YOUR TASK
Would you copy each line of the data below that has "settled"?

RECORD EXTRACTS

+---+

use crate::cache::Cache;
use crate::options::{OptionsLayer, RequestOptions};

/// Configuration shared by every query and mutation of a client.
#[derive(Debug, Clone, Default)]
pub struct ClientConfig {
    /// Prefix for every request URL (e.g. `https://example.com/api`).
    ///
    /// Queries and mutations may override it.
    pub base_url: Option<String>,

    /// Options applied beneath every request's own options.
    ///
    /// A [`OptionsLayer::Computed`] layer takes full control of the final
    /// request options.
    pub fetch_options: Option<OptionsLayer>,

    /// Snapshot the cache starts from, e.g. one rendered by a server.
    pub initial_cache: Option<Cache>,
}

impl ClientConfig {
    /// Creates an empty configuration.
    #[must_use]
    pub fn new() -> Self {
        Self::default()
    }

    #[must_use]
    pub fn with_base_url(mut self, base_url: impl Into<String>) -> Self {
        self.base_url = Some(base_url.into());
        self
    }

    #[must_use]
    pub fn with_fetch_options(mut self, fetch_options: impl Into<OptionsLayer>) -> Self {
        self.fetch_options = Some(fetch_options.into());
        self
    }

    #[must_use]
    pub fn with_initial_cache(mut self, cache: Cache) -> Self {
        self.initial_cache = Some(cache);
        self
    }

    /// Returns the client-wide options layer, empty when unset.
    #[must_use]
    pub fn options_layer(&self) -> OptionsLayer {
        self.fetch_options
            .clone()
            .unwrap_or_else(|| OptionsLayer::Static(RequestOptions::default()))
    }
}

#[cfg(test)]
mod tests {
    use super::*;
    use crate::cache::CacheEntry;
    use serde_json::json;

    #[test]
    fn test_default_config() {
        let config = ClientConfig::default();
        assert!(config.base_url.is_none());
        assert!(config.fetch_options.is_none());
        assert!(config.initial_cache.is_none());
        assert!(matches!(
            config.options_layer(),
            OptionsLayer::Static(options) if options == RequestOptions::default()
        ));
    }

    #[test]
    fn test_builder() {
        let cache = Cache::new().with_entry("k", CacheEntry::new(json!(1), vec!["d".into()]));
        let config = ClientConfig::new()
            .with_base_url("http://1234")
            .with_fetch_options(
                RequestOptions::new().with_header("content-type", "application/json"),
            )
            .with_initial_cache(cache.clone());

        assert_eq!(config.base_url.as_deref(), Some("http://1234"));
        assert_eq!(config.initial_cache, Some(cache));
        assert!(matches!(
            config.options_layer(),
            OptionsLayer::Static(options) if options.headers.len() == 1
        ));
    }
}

+---+

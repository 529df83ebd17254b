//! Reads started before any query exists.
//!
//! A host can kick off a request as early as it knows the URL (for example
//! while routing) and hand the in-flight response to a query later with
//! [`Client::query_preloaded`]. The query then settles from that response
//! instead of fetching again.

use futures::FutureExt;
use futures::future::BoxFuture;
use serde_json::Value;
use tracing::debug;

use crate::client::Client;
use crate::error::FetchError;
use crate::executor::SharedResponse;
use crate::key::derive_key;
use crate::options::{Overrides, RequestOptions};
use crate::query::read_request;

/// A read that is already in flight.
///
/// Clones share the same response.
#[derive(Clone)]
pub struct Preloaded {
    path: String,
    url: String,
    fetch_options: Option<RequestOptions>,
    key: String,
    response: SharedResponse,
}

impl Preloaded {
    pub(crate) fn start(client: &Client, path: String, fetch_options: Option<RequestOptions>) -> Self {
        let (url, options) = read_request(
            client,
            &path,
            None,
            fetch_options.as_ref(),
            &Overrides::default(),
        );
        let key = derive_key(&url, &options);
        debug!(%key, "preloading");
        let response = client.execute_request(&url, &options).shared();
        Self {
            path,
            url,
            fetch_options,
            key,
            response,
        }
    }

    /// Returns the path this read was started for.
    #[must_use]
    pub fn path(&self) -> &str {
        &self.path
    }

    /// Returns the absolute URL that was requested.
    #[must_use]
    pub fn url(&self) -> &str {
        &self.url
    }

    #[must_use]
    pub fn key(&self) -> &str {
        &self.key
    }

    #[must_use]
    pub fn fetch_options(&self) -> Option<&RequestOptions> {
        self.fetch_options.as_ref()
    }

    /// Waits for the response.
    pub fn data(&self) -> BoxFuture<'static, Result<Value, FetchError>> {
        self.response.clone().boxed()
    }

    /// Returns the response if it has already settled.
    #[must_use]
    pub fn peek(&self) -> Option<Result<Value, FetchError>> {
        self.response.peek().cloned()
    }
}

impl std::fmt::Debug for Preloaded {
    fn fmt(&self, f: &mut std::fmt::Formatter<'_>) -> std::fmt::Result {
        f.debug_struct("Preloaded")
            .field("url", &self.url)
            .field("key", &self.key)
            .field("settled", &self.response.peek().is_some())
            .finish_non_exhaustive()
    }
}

+---+

WRITTEN SOLUTION
    /// Returns the response if it has already settled.
            .field("settled", &self.response.peek().is_some())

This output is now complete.